Change Healthcare CEO Neil de Crescenzo, who will become the CEO of OptumInsight once the transaction closes, commented, “This opportunity is about advancing connectivity and accelerating innovations and efficiencies essential to a simpler, more intelligent and adaptive health system.”
The acquisition is expected to close in the second half of this year, subject to approval from Change Healthcare shareholders, among other things. Blackstone has agreed to vote its approximately 20% stake in Change Healthcare in favor of the deal.
With the Democratic Party within a hair of gaining control of the U.S. Senate, the possibility of a federal single-payer health care system (aka, Medicare for All) becomes more likely. A federal-backed Medicare for All option at something close to current Medicare rates would both reduce the cost of U.S. health care significantly and turn the health insurance business upside down.
But it won’t be quick or easy. Earlier this week, Berkshire Hathaway, JPMorgan and Amazon ended a joint effort announced in January of 2018 to create an independent company “free from the profit-making incentives and constraints” of a for-profit health care firm to improve health care satisfaction and lower health care costs for their employees.
In a paper published last year, Northwestern University Kellogg School professor Craig Garthwaite noted that in a sample of hospitals in 25 states, “the average hospital charged private insurers 240% more than Medicare rates.” Garthwaite notes that about 60% of health care spending goes to labor costs and, at some point, wages of medical providers will have to go down. The impact of lower pay for medical staff under a single-payer system could affect the quality of health care.

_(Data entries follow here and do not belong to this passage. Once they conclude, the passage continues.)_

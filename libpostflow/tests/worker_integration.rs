//! Publish worker tests against mock platforms

mod common;

use std::time::Duration;

use common::{registry, setup};
use libpostflow::error::PlatformError;
use libpostflow::platforms::mock::MockAdapter;
use libpostflow::types::TokenUpdate;
use libpostflow::worker::PublishWorker;
use libpostflow::{PostStatus, PostType, PostflowError};

const OWNER: i64 = 7;

fn far_future() -> i64 {
    chrono::Utc::now().timestamp() + 86_400
}

#[tokio::test]
async fn test_one_failing_platform_does_not_stop_the_others() {
    let env = setup().await;
    let instagram = MockAdapter::success("instagram");
    let tiktok = MockAdapter::publish_failure(
        "tiktok",
        PlatformError::Publishing("spam_risk_too_many_posts".to_string()),
    );
    let youtube = MockAdapter::success("youtube");

    let ig = env.link(OWNER, "instagram", "ig-1", far_future()).await;
    let tt = env.link(OWNER, "tiktok", "tt-1", far_future()).await;
    let yt = env.link(OWNER, "youtube", "yt-1", far_future()).await;
    let post_id = env.create_post(OWNER, vec![ig, tt, yt]).await;

    let worker = PublishWorker::new(
        env.db.clone(),
        env.credentials.clone(),
        registry(&[&instagram, &tiktok, &youtube]),
        10,
    );
    let summary = worker.publish_post(post_id).await.unwrap();

    assert_eq!(summary.succeeded(), 2);
    assert_eq!(summary.failed(), 1);
    assert!(summary.skipped.is_empty());

    let history = env.db.list_posting_history(post_id).await.unwrap();
    assert_eq!(history.len(), 3);

    for entry in &history {
        assert_eq!(entry.owner_id, OWNER);
        if entry.account_id == tt {
            assert!(!entry.success);
            assert!(entry.error_message.starts_with("tiktok: "));
            assert!(entry.error_message.contains("spam_risk_too_many_posts"));
        } else {
            assert!(entry.success);
            assert_eq!(entry.error_message, "");
        }
    }

    let post = env.db.get_post(post_id).await.unwrap().unwrap();
    assert_eq!(post.status, PostStatus::Posted);
}

#[tokio::test]
async fn test_all_platforms_failing_still_marks_post_posted() {
    let env = setup().await;
    let tiktok = MockAdapter::publish_failure("tiktok", PlatformError::Network("timeout".to_string()));

    let a = env.link(OWNER, "tiktok", "tt-1", far_future()).await;
    let b = env.link(OWNER, "tiktok", "tt-2", far_future()).await;
    let post_id = env.create_post(OWNER, vec![a, b]).await;

    let worker = PublishWorker::new(env.db.clone(), env.credentials.clone(), registry(&[&tiktok]), 10);
    let summary = worker.publish_post(post_id).await.unwrap();

    assert_eq!(summary.failed(), 2);
    let post = env.db.get_post(post_id).await.unwrap().unwrap();
    assert_eq!(post.status, PostStatus::Posted);
}

#[tokio::test]
async fn test_empty_selection_is_rejected() {
    let env = setup().await;
    let post_id = env.create_post(OWNER, Vec::new()).await;

    let worker = PublishWorker::new(
        env.db.clone(),
        env.credentials.clone(),
        registry(&[&MockAdapter::success("instagram")]),
        10,
    );

    let err = worker.publish_post(post_id).await.unwrap_err();
    assert!(matches!(err, PostflowError::Validation(_)));
    assert!(err.is_terminal());

    assert!(env.db.list_posting_history(post_id).await.unwrap().is_empty());
    let post = env.db.get_post(post_id).await.unwrap().unwrap();
    assert_eq!(post.status, PostStatus::Scheduled);
}

#[tokio::test]
async fn test_missing_post_is_not_found() {
    let env = setup().await;
    let worker = PublishWorker::new(
        env.db.clone(),
        env.credentials.clone(),
        registry(&[&MockAdapter::success("instagram")]),
        10,
    );

    let err = worker.publish_post(404).await.unwrap_err();
    assert!(matches!(err, PostflowError::NotFound(_)));
    assert!(!err.is_terminal());
}

#[tokio::test]
async fn test_unresolvable_account_is_skipped() {
    let env = setup().await;
    let instagram = MockAdapter::success("instagram");
    let ig = env.link(OWNER, "instagram", "ig-1", far_future()).await;
    let post_id = env.create_post(OWNER, vec![ig, 9999]).await;

    let worker = PublishWorker::new(env.db.clone(), env.credentials.clone(), registry(&[&instagram]), 10);
    let summary = worker.publish_post(post_id).await.unwrap();

    assert_eq!(summary.skipped, vec![9999]);
    assert_eq!(summary.outcomes.len(), 1);
    assert_eq!(instagram.publish_call_count(), 1);

    let history = env.db.list_posting_history(post_id).await.unwrap();
    assert_eq!(history.len(), 1);
    assert_eq!(history[0].account_id, ig);
}

#[tokio::test]
async fn test_unknown_platform_is_recorded_as_failure() {
    let env = setup().await;
    let instagram = MockAdapter::success("instagram");
    let ig = env.link(OWNER, "instagram", "ig-1", far_future()).await;
    let other = env.link(OWNER, "myspace", "ms-1", far_future()).await;
    let post_id = env.create_post(OWNER, vec![ig, other]).await;

    let worker = PublishWorker::new(env.db.clone(), env.credentials.clone(), registry(&[&instagram]), 10);
    let summary = worker.publish_post(post_id).await.unwrap();

    let failed = summary.outcomes.iter().find(|o| o.account_id == other).unwrap();
    let message = failed.error.as_deref().unwrap();
    assert!(message.starts_with("myspace: "));
    assert!(message.contains("Unsupported platform"));
    assert_eq!(env.db.list_posting_history(post_id).await.unwrap().len(), 2);
}

#[tokio::test]
async fn test_panicking_adapter_is_contained() {
    let env = setup().await;
    let instagram = MockAdapter::success("instagram");
    let youtube = MockAdapter::panicking("youtube");

    let ig = env.link(OWNER, "instagram", "ig-1", far_future()).await;
    let yt = env.link(OWNER, "youtube", "yt-1", far_future()).await;
    let post_id = env.create_post(OWNER, vec![ig, yt]).await;

    let worker = PublishWorker::new(
        env.db.clone(),
        env.credentials.clone(),
        registry(&[&instagram, &youtube]),
        10,
    );
    let summary = worker.publish_post(post_id).await.unwrap();

    assert_eq!(summary.succeeded(), 1);
    let history = env.db.list_posting_history(post_id).await.unwrap();
    assert_eq!(history.len(), 2);

    let crashed = history.iter().find(|h| h.account_id == yt).unwrap();
    assert!(!crashed.success);
    assert!(crashed.error_message.starts_with("youtube: "));
    assert!(crashed.error_message.contains("panicked"));
}

#[tokio::test]
async fn test_adapter_receives_decrypted_token() {
    let env = setup().await;
    let instagram = MockAdapter::success("instagram");
    let ig = env.link(OWNER, "instagram", "ig-1", far_future()).await;
    let post_id = env.create_post(OWNER, vec![ig]).await;

    let stored = env.db.get_social_account(ig).await.unwrap().unwrap();
    assert_ne!(stored.access_token, "access-ig-1");

    let worker = PublishWorker::new(env.db.clone(), env.credentials.clone(), registry(&[&instagram]), 10);
    worker.publish_post(post_id).await.unwrap();

    let calls = instagram.publish_calls();
    assert_eq!(calls.len(), 1);
    assert_eq!(calls[0].access_token, "access-ig-1");
    assert_eq!(calls[0].post_id, post_id);
}

#[tokio::test]
async fn test_single_post_sends_primary_media_only() {
    let env = setup().await;
    let instagram = MockAdapter::success("instagram");
    let ig = env.link(OWNER, "instagram", "ig-1", far_future()).await;
    let media = env.create_media(OWNER, 3).await;

    let single = env
        .create_post_with_media(OWNER, PostType::Single, vec![ig], media.clone())
        .await;
    let carousel = env
        .create_post_with_media(OWNER, PostType::Multiple, vec![ig], media)
        .await;

    let worker = PublishWorker::new(env.db.clone(), env.credentials.clone(), registry(&[&instagram]), 10);
    worker.publish_post(single).await.unwrap();
    worker.publish_post(carousel).await.unwrap();

    let calls = instagram.publish_calls();
    let single_call = calls.iter().find(|c| c.post_id == single).unwrap();
    let carousel_call = calls.iter().find(|c| c.post_id == carousel).unwrap();
    assert_eq!(single_call.media_count, 1);
    assert_eq!(carousel_call.media_count, 3);
}

#[tokio::test(flavor = "multi_thread", worker_threads = 4)]
async fn test_fan_out_is_bounded() {
    let env = setup().await;
    let youtube = MockAdapter::with_delay("youtube", Duration::from_millis(25));

    let mut accounts = Vec::new();
    for i in 0..50 {
        accounts.push(env.link(OWNER, "youtube", &format!("yt-{}", i), far_future()).await);
    }
    let post_id = env.create_post(OWNER, accounts).await;

    let worker = PublishWorker::new(env.db.clone(), env.credentials.clone(), registry(&[&youtube]), 10);
    let summary = worker.publish_post(post_id).await.unwrap();

    assert_eq!(summary.succeeded(), 50);
    assert_eq!(youtube.publish_call_count(), 50);
    assert!(youtube.max_in_flight() <= 10, "max in flight was {}", youtube.max_in_flight());
    assert!(youtube.max_in_flight() > 1);
    assert_eq!(env.db.list_posting_history(post_id).await.unwrap().len(), 50);
}

#[tokio::test]
async fn test_undecryptable_token_fails_only_its_account() {
    let env = setup().await;
    let instagram = MockAdapter::success("instagram");
    let youtube = MockAdapter::success("youtube");

    let ig = env.link(OWNER, "instagram", "ig-1", far_future()).await;
    let yt = env.link(OWNER, "youtube", "yt-1", far_future()).await;
    let post_id = env.create_post(OWNER, vec![ig, yt]).await;

    let stored = env.db.get_social_account(ig).await.unwrap().unwrap();
    env.db
        .set_token(
            OWNER,
            &stored.access_token,
            &TokenUpdate {
                access_token: Some("not base64 at all!".to_string()),
                ..Default::default()
            },
        )
        .await
        .unwrap();

    let worker = PublishWorker::new(
        env.db.clone(),
        env.credentials.clone(),
        registry(&[&instagram, &youtube]),
        10,
    );
    let summary = worker.publish_post(post_id).await.unwrap();

    assert_eq!(summary.succeeded(), 1);
    assert_eq!(instagram.publish_call_count(), 0);
    assert_eq!(youtube.publish_call_count(), 1);

    let history = env.db.list_posting_history(post_id).await.unwrap();
    assert_eq!(history.len(), 2);
    let broken = history.iter().find(|h| h.account_id == ig).unwrap();
    assert!(!broken.success);
    assert!(broken.error_message.starts_with("instagram: "));
    assert!(broken.error_message.contains("Crypto error"));
    let sibling = history.iter().find(|h| h.account_id == yt).unwrap();
    assert!(sibling.success);
    assert_eq!(sibling.error_message, "");

    let post = env.db.get_post(post_id).await.unwrap().unwrap();
    assert_eq!(post.status, PostStatus::Posted);
}
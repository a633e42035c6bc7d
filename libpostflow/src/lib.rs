//! Postflow - scheduled publishing to social platforms
//!
//! This library holds the publishing engine: a durable delayed queue of
//! publish jobs, a worker that fans each post out to its selected accounts,
//! platform adapters, and a coordinator that keeps OAuth tokens fresh.
//! Tokens are encrypted at rest.

pub mod accounts;
pub mod config;
pub mod credentials;
pub mod db;
pub mod error;
pub mod logging;
pub mod platforms;
pub mod queue;
pub mod refresh;
pub mod scheduler;
pub mod service;
pub mod task_group;
pub mod types;
pub mod worker;

// Re-export commonly used types
pub use config::Config;
pub use credentials::{CredentialStore, TokenCipher};
pub use db::Database;
pub use error::{PostflowError, Result};
pub use platforms::{AdapterRegistry, PlatformAdapter};
pub use queue::{SqliteTaskQueue, TaskQueue};
pub use service::PostflowService;
pub use types::{NewPost, NewSocialAccount, Post, PostStatus, PostType, PostingHistory, SocialAccount};
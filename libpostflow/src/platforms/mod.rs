//! Platform adapter abstraction and implementations
//!
//! Each platform exposes the same three capabilities to the engine:
//! publishing a post to an account, refreshing the account's OAuth token,
//! and revoking the account's access. Adapters are looked up by platform name
//! in an [`AdapterRegistry`], so the worker, the refresh coordinator and
//! account removal never branch on platform strings themselves.
//!
//! Adapters receive an injected `reqwest::Client` and their OAuth application
//! credentials at construction. They do not retry; retries belong to the
//! queue (publishing) and to the next refresh sweep (tokens).
//!
//! # Examples
//!
//! ```no_run
//! use std::sync::Arc;
//! use libpostflow::platforms::{AdapterRegistry, tiktok::TikTokAdapter};
//! use libpostflow::config::OAuthAppConfig;
//!
//! let client = reqwest::Client::new();
//! let app = OAuthAppConfig {
//!     client_id: "client-key".to_string(),
//!     client_secret: "client-secret".to_string(),
//!     base_url: None,
//! };
//!
//! let mut registry = AdapterRegistry::new();
//! registry.register(Arc::new(TikTokAdapter::new(client, &app)));
//! assert!(registry.get("tiktok").is_ok());
//! ```

use async_trait::async_trait;
use secrecy::SecretString;
use std::collections::HashMap;
use std::sync::Arc;

use crate::config::Config;
use crate::error::{PlatformError, Result};
use crate::types::{MediaAsset, Post, SocialAccount};

pub mod instagram;
pub mod tiktok;
pub mod youtube;

// Mock adapter is available for all builds (not just tests) to support integration tests
pub mod mock;

/// Everything an adapter needs to publish one post to one account
#[derive(Debug)]
pub struct PublishRequest<'a> {
    pub post: &'a Post,
    pub account: &'a SocialAccount,
    /// Post media in display order; a single entry for `single` posts
    pub media: &'a [MediaAsset],
    /// Decrypted access token for `account`
    pub access_token: &'a SecretString,
}

/// Platform-side identifier of a published post
#[derive(Debug, Clone, PartialEq, Eq)]
pub struct PublishReceipt {
    pub platform_post_id: String,
}

/// Tokens issued by a successful refresh
#[derive(Debug, Clone)]
pub struct RefreshedToken {
    pub access_token: SecretString,
    /// `None` when the platform keeps the existing refresh token valid
    pub refresh_token: Option<SecretString>,
    /// Unix timestamp at which the new access token expires
    pub expires_at: i64,
}

/// Adapter trait for one social platform
#[async_trait]
pub trait PlatformAdapter: Send + Sync {
    /// Lowercase platform identifier, matching `SocialAccount::platform`
    fn name(&self) -> &str;

    /// Publish a post to the account in `request`
    ///
    /// # Errors
    ///
    /// - `PlatformError::Authentication` if the platform rejects the token
    /// - `PlatformError::Publishing` if the platform refuses the content
    /// - `PlatformError::Network` on transport failure or timeout
    async fn publish(&self, request: &PublishRequest<'_>) -> Result<PublishReceipt>;

    /// Exchange a refresh token for a new access token
    async fn refresh_token(
        &self,
        account: &SocialAccount,
        refresh_token: &SecretString,
    ) -> Result<RefreshedToken>;

    /// Revoke the application's access to the account
    async fn revoke_access(&self, account: &SocialAccount, access_token: &SecretString) -> Result<()>;
}

/// Platform name to adapter lookup
#[derive(Clone, Default)]
pub struct AdapterRegistry {
    adapters: HashMap<String, Arc<dyn PlatformAdapter>>,
}

impl AdapterRegistry {
    pub fn new() -> Self {
        Self::default()
    }

    /// Register the production adapters for every platform configured in `config`
    pub fn from_config(config: &Config, client: reqwest::Client) -> Self {
        let mut registry = Self::new();

        if let Some(app) = &config.instagram {
            registry.register(Arc::new(instagram::InstagramAdapter::new(client.clone(), app)));
        }
        if let Some(app) = &config.tiktok {
            registry.register(Arc::new(tiktok::TikTokAdapter::new(client.clone(), app)));
        }
        if let Some(app) = &config.youtube {
            registry.register(Arc::new(youtube::YouTubeAdapter::new(client, app)));
        }

        registry
    }

    /// Register an adapter under its own name, replacing any previous one
    pub fn register(&mut self, adapter: Arc<dyn PlatformAdapter>) {
        self.adapters.insert(adapter.name().to_string(), adapter);
    }

    /// Look up the adapter for `platform`
    ///
    /// # Errors
    ///
    /// Returns `PlatformError::Unsupported` if no adapter is registered.
    pub fn get(&self, platform: &str) -> Result<Arc<dyn PlatformAdapter>> {
        self.adapters
            .get(platform)
            .cloned()
            .ok_or_else(|| PlatformError::Unsupported(platform.to_string()).into())
    }

    pub fn names(&self) -> Vec<&str> {
        let mut names: Vec<&str> = self.adapters.keys().map(String::as_str).collect();
        names.sort_unstable();
        names
    }

    pub fn is_empty(&self) -> bool {
        self.adapters.is_empty()
    }
}

/// Convert a non-success HTTP status into the matching platform error
pub(crate) fn status_error(status: reqwest::StatusCode, body: &str) -> PlatformError {
    let detail = format!("HTTP {}: {}", status.as_u16(), truncate(body, 300));
    match status.as_u16() {
        401 | 403 => PlatformError::Authentication(detail),
        429 => PlatformError::RateLimit(detail),
        500..=599 => PlatformError::Network(detail),
        _ => PlatformError::Publishing(detail),
    }
}

fn truncate(s: &str, max: usize) -> &str {
    match s.char_indices().nth(max) {
        Some((idx, _)) => &s[..idx],
        None => s,
    }
}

What UnitedHealth is trying to accomplish is to carve out a bigger space in the back office services that will survive a possible switch to a single-payer system. Alternatively, if Medicare for All does not materialize, the company also wins.
Change Healthcare’s stock traded up almost 32% Wednesday morning to $24.02, well above the prior 52-week range of $6.18 to $19.08.
UnitedHealth, a Dow 30 stock, traded down about 1.3% at $340.40 in a 52-week range of $187.72 to $367.95. The consensus price target on the stock is $386.65 and the company’s dividend yield is 1.45%.